Non solo il jazz, ma gran parte della musica di radice africana/afroamericana (blues, ragtime, swing,
bossanova, reggae...) ha un pulsare ritmico “antitetico” al nostro, per natura. E’ un altro modo di
“sentire” il ritmo. Se nella musica europea il battito delle mani cade spontaneamente sui “tempi
forti” (UNO, due, TRE, quattro), la musica “nera” accentua invece quelli “deboli” (uno, DUE, tre,
QUATTRO) creando un caratteristico andamento in “controtempo” (“sincopato”, come si usa dire
in musica).
Perchè si dice che il jazz è una musica “profonda”?

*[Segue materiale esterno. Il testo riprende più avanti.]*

//! Comment endpoints.

use chrono::Utc;
use reqwest::Method;
use serde_json::json;

use crate::error::Result;
use crate::types::Comment;
use crate::SkilletClient;

impl SkilletClient {
    /// Fetch every comment on the platform.
    pub async fn all_comments(&self) -> Result<Vec<Comment>> {
        self.get_json("/comments").await
    }

    /// Fetch the comments on a post.
    pub async fn comments_by_post(&self, post_id: &str) -> Result<Vec<Comment>> {
        self.get_json(&format!("/comments/post/{}", post_id)).await
    }

    /// Fetch a single comment.
    pub async fn get_comment(&self, id: &str) -> Result<Comment> {
        self.get_json(&format!("/comments/{}", id)).await
    }

    /// Comment on a post as the acting user.
    pub async fn create_comment(&self, post_id: &str, text: &str) -> Result<Comment> {
        let user_id = self.current_user()?;
        let body = json!({
            "comment": text,
            "commentedBy": user_id,
            "deleteStatus": false,
            "commentedOn": post_id,
            "commentedAt": Utc::now(),
        });
        self.post_json(&format!("/comments/post/{}", post_id), &body)
            .await
    }

    /// Replace a comment's text.
    ///
    /// The API takes the new text as a bare `text/plain` body here, not JSON.
    pub async fn update_comment(&self, id: &str, text: &str) -> Result<Comment> {
        let resp = self
            .request(Method::PUT, &format!("/comments/{}", id))
            .header(reqwest::header::CONTENT_TYPE, "text/plain")
            .body(text.to_string())
            .send()
            .await?;
        Self::read_json(resp).await
    }

    /// Delete a comment. Returns `true` on `204 No Content`.
    pub async fn delete_comment(&self, id: &str) -> Result<bool> {
        self.delete(&format!("/comments/{}", id)).await
    }
}
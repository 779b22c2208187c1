//! Core trait abstractions for the authoring library.
//!
//! These traits define the interfaces that applications implement to
//! provide storage, file upload, identity, and media metadata probing.

pub mod identity;
pub mod probe;
pub mod store;
pub mod uploader;
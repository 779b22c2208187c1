//! Like endpoints.

use serde_json::json;

use crate::error::Result;
use crate::types::{Like, LikeStatus};
use crate::SkilletClient;

impl SkilletClient {
    /// Fetch every like on the platform.
    pub async fn all_likes(&self) -> Result<Vec<Like>> {
        self.get_json("/likes").await
    }

    /// Fetch the likes on a post.
    pub async fn likes_by_post(&self, post_id: &str) -> Result<Vec<Like>> {
        self.get_json(&format!("/likes/post/{}", post_id)).await
    }

    /// Fetch a single like record.
    pub async fn get_like(&self, id: &str) -> Result<Like> {
        self.get_json(&format!("/likes/{}", id)).await
    }

    /// Like a post as the acting user.
    pub async fn create_like(&self, post_id: &str) -> Result<Like> {
        let user_id = self.current_user()?;
        let body = json!({
            "userId": user_id,
            "postId": post_id,
        });
        self.post_json(&format!("/likes/post/{}", post_id), &body)
            .await
    }

    /// Remove a like record. Returns `true` on `204 No Content`.
    pub async fn delete_like(&self, id: &str) -> Result<bool> {
        self.delete(&format!("/likes/{}", id)).await
    }

    /// Whether the acting user has liked a post, and with which like record.
    pub async fn like_status(&self, post_id: &str) -> Result<LikeStatus> {
        let user_id = self.current_user()?;
        self.get_json(&format!("/likes/post/{}/{}/status", post_id, user_id))
            .await
    }
}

Innazitutto: c’è jazz e jazz...
Originariamente non si può non scorgere in questa espressione una grande vitalità e desiderio di
affermazione da parte della gente di colore. Questa forma espressiva originale ha nella creatività
estemporanea e nella ricerca della novità un principio cardine. Originariamente quindi il jazz è tutto
fuorchè musica “scontata”, “banale”.
Anche di fronte alle “briglie” imposte dalla Swing Era, i jazzisti hanno saputo reagire, dimostrando
il desiderio di autenticità. E tutta l’evoluzione che è seguita dice quanto sia sempre viva una sete di
verità in questi musicisti.
Ascoltando questa musica, soprattutto negli assoli, ma spesso anche nell’enunciazione
personalizzata dei temi più famosi, si possono percepire grinta, poesia, sofferenza, vigore, fierezza,
malinconia, agitazione, allegria, spensieratezza, lotta, libertà.
Al di là di una tecnica strabiliante (un esempio su tutti l’indimenticato Michael Petrucciani) è
questo ciò che conta in ogni arte: esprimere la grandezza del cuore umano.